##### DATASET RECORDS
impl ServerSession {
    /// Server for the platform-local transport (named pipe / Unix
    /// domain socket) under `name`.
    pub fn local(name: &str) -> Self {
        Self::new(Endpoint::local(name), SessionConfig::default())
    }

    /// Server for TCP, `host:port` with an optional host (empty host
    /// binds `0.0.0.0`).
    pub fn tcp(addr: impl Into<String>) -> Self {
        Self::new(Endpoint::tcp(addr), SessionConfig::default())
    }

    pub fn new(endpoint: Endpoint, config: SessionConfig) -> Self {
        let log_level = config.log_level;
        Self {
            shared: Arc::new(ServerShared {
                endpoint,
                config,
                transport: Mutex::new(None),
                shutting_down: AtomicBool::new(false),
                pending: PendingInvokes::new(),
                promise_ids: PromiseIds::new(),
                delivery: DeliveryQueue::new(),
                callbacks: Mutex::new(ServerCallbacks::default()),
                log_level: Mutex::new(log_level),
                shield: Shield::new(),
            }),
        }
    }

    /// Bind and start listening. Blocks until the transport loop
    /// reports whether the endpoint came up.
    ///
    /// Calling this on an already-listening session is a no-op.
    pub fn listen(&self) -> Result<()> {
        let shared = &self.shared;
        log_event(shared, 0, LogLevel::Info, || "`listen`".to_string());

        if let Err(message) = shared.endpoint.validate() {
            log_event(shared, 0, LogLevel::Error, || message.clone());
            return Err(FramewireError::InvalidEndpoint(message));
        }

        let mut transport = shared.transport.lock().unwrap_or_else(|e| e.into_inner());
        if shared.shutting_down.load(Ordering::SeqCst) {
            log_event(shared, 0, LogLevel::Debug, || {
                "`listen` called but already shutting down".to_string()
            });
            return Err(FramewireError::ConnectionClosed);
        }
        if transport.is_some() {
            log_event(shared, 0, LogLevel::Debug, || {
                "`listen` called but already listening".to_string()
            });
            return Ok(());
        }

        let level = *shared.log_level.lock().unwrap_or_else(|e| e.into_inner());
        let (new_transport, outcome) = ServerTransport::listen(
            shared.endpoint.clone(),
            shared.config.latest_connection_only,
            shared.config.allow_multiuser_access,
            transport_events(shared),
            level,
        );
        match outcome {
            Ok(()) => {
                *transport = Some(new_transport);
                Ok(())
            }
            Err(error) => {
                log_event(shared, 0, LogLevel::Error, || {
                    "Failed to start server".to_string()
                });
                drop(new_transport);
                handle_error(shared, 0);
                Err(error)
            }
        }
    }

    /// Stop listening and disconnect every peer. Pending invocations
    /// complete with [`InvokeResult::LocalDisconnect`].
    pub fn disconnect(&self) {
        let shared = &self.shared;
        log_event(shared, 0, LogLevel::Info, || "`disconnect`".to_string());
        if shared.shutting_down.load(Ordering::SeqCst) {
            return;
        }

        let expired;
        {
            let mut transport = shared.transport.lock().unwrap_or_else(|e| e.into_inner());
            let taken = transport.take();
            // Drained before the transport goes away so the loop's
            // disconnect events find nothing to expire as remote.
            expired = shared.pending.drain_all();
            drop(taken);
        }
        for callback in expired {
            callback(InvokeResult::LocalDisconnect, Bytes::new());
        }
    }

    /// Number of peers currently admitted.
    pub fn active_connections(&self) -> usize {
        let shared = &self.shared;
        let transport = shared.transport.lock().unwrap_or_else(|e| e.into_inner());
        match transport.as_ref() {
            Some(transport) if !shared.shutting_down.load(Ordering::SeqCst) => {
                transport.active_connections()
            }
            _ => 0,
        }
    }

    /// Send a one-way message to every currently admitted peer.
    pub fn broadcast(&self, body: impl Into<Vec<u8>>) {
        let shared = &self.shared;
        let transport = shared.transport.lock().unwrap_or_else(|e| e.into_inner());
        if let Some(transport) = transport.as_ref() {
            if !shared.shutting_down.load(Ordering::SeqCst) {
                transport.broadcast(body.into());
            }
        }
    }

    /// Send a one-way message to `conn`. Discarded (with a debug log)
    /// when the connection no longer exists.
    pub fn send(&self, conn: Handle, body: impl Into<Vec<u8>>) {
        let shared = &self.shared;
        let body = body.into();
        log_event(shared, conn, LogLevel::Debug, || {
            format!("Sending message of length {}", body.len())
        });
        let transport = shared.transport.lock().unwrap_or_else(|e| e.into_inner());
        if let Some(transport) = transport.as_ref() {
            if !shared.shutting_down.load(Ordering::SeqCst) {
                transport.send(conn, 0, body);
            }
        }
    }

    /// Send an invocation to `conn` without registering a completion;
    /// the response reaches the global [`on_result`](Self::on_result)
    /// handler. Returns the promise id.
    pub fn invoke(&self, conn: Handle, body: impl Into<Vec<u8>>) -> Handle {
        let shared = &self.shared;
        let body = body.into();
        log_event(shared, conn, LogLevel::Debug, || {
            format!("Sending invoke of length {}", body.len())
        });
        let promise_id = shared.promise_ids.next();
        let transport = shared.transport.lock().unwrap_or_else(|e| e.into_inner());
        if let Some(transport) = transport.as_ref() {
            if !shared.shutting_down.load(Ordering::SeqCst) {
                transport.send(conn, promise_id, body);
            }
        }
        promise_id
    }

    /// Send an invocation to `conn` and register its completion
    /// callback. The callback fires exactly once: `Good`,
    /// `RemoteDisconnect`, or `LocalDisconnect`.
    pub fn invoke_with(
        &self,
        conn: Handle,
        body: impl Into<Vec<u8>>,
        on_result: impl FnOnce(InvokeResult, Bytes) + Send + 'static,
    ) {
        let shared = &self.shared;
        let body = body.into();
        log_event(shared, conn, LogLevel::Debug, || {
            format!("Sending invoke of length {}", body.len())
        });

        let promise_id = shared.promise_ids.next();
        let guard = shared.transport.lock().unwrap_or_else(|e| e.into_inner());
        let shutting_down = shared.shutting_down.load(Ordering::SeqCst);

        if guard.is_some() && !shutting_down {
            if let Some(stale) = shared.pending.register(conn, promise_id, Box::new(on_result)) {
                log_event(shared, conn, LogLevel::Debug, || {
                    format!("Promise id {} rolled over onto a pending invoke", promise_id)
                });
                shared
                    .delivery
                    .enqueue(move || stale(InvokeResult::LocalDisconnect, Bytes::new()));
            }
            if let Some(transport) = guard.as_ref() {
                transport.send(conn, promise_id, body);
            }
        } else {
            drop(guard);
            if !shutting_down {
                on_result(InvokeResult::LocalDisconnect, Bytes::new());
            }
        }
    }

    /// Answer an invocation received through the promise-id handler.
    /// Stale ids (the peer already disconnected) are discarded.
    pub fn send_result(&self, conn: Handle, promise_id: Handle, body: impl Into<Vec<u8>>) {
        let shared = &self.shared;
        let body = body.into();
        log_event(shared, conn, LogLevel::Debug, || {
            format!("Sending invoke result of length {}", body.len())
        });
        send_response(shared, conn, promise_id, body);
    }

    /// Install the one-way message handler: `(conn, body)`.
    pub fn on_received(&self, handler: impl Fn(Handle, Bytes) + Send + Sync + 'static) {
        self.callbacks().received = Some(Arc::new(handler));
    }

    /// Install the promise-id invoked handler; the user answers later
    /// through [`send_result`](Self::send_result). Clears the other
    /// invoked-handler shapes.
    pub fn on_invoked_promise_id(
        &self,
        handler: impl Fn(Handle, Handle, Bytes) + Send + Sync + 'static,
    ) {
        self.callbacks().invoked = Some(ServerInvokeHandler::PromiseId(Arc::new(handler)));
    }

    /// Install the immediate invoked handler `(conn, body) -> body`.
    /// Clears the other invoked-handler shapes.
    pub fn on_invoked_immediate(
        &self,
        handler: impl Fn(Handle, Bytes) -> Vec<u8> + Send + Sync + 'static,
    ) {
        self.callbacks().invoked = Some(ServerInvokeHandler::Immediate(Arc::new(handler)));
    }

    /// Install the callback invoked handler `(conn, body, result_fn)`.
    /// Clears the other invoked-handler shapes.
    pub fn on_invoked_callback(
        &self,
        handler: impl Fn(Handle, Bytes, ResultFn) + Send + Sync + 'static,
    ) {
        self.callbacks().invoked = Some(ServerInvokeHandler::WithCallback(Arc::new(handler)));
    }

    /// Install the global handler for responses whose promise id has
    /// no registered completion: `(conn, promise id, body)`.
    pub fn on_result(&self, handler: impl Fn(Handle, Handle, Bytes) + Send + Sync + 'static) {
        self.callbacks().result = Some(Arc::new(handler));
    }

    pub fn on_connect(&self, handler: impl Fn(Handle) + Send + Sync + 'static) {
        self.callbacks().connect = Some(Arc::new(handler));
    }

    pub fn on_disconnect(&self, handler: impl Fn(Handle) + Send + Sync + 'static) {
        self.callbacks().disconnect = Some(Arc::new(handler));
    }

    pub fn on_error(&self, handler: impl Fn(Handle) + Send + Sync + 'static) {
        self.callbacks().error = Some(Arc::new(handler));
    }

    /// Install the log sink with a minimum level.
    ///
    /// Passing [`LogLevel::None`] while no level was previously set
    /// promotes the level to `Warning`: installing a sink that can
    /// never fire is never what the caller meant.
    pub fn on_log(
        &self,
        handler: impl Fn(Handle, LogLevel, String, String) + Send + Sync + 'static,
        level: LogLevel,
    ) {
        {
            let mut min = self
                .shared
                .log_level
                .lock()
                .unwrap_or_else(|e| e.into_inner());
            if level != LogLevel::None {
                *min = level;
            } else if *min == LogLevel::None {
                *min = LogLevel::Warning;
            }
        }
        self.propagate_log_level();
        self.callbacks().log = Some(Arc::new(handler));
    }

    pub fn set_log_level(&self, level: LogLevel) {
        *self
            .shared
            .log_level
            .lock()
            .unwrap_or_else(|e| e.into_inner()) = level;
        self.propagate_log_level();
    }

    fn propagate_log_level(&self) {
        let level = *self
            .shared
            .log_level
            .lock()
            .unwrap_or_else(|e| e.into_inner());
        let transport = self
            .shared
            .transport
            .lock()
            .unwrap_or_else(|e| e.into_inner());
        if let Some(transport) = transport.as_ref() {
            transport.set_log_level(level);
        }
    }

    fn callbacks(&self) -> std::sync::MutexGuard<'_, ServerCallbacks> {
        self.shared
            .callbacks
            .lock()
            .unwrap_or_else(|e| e.into_inner())
    }
}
##########
Return every line of the listing above that contains "ServerCallbacks".

                callbacks: Mutex::new(ServerCallbacks::default()),
    fn callbacks(&self) -> std::sync::MutexGuard<'_, ServerCallbacks> {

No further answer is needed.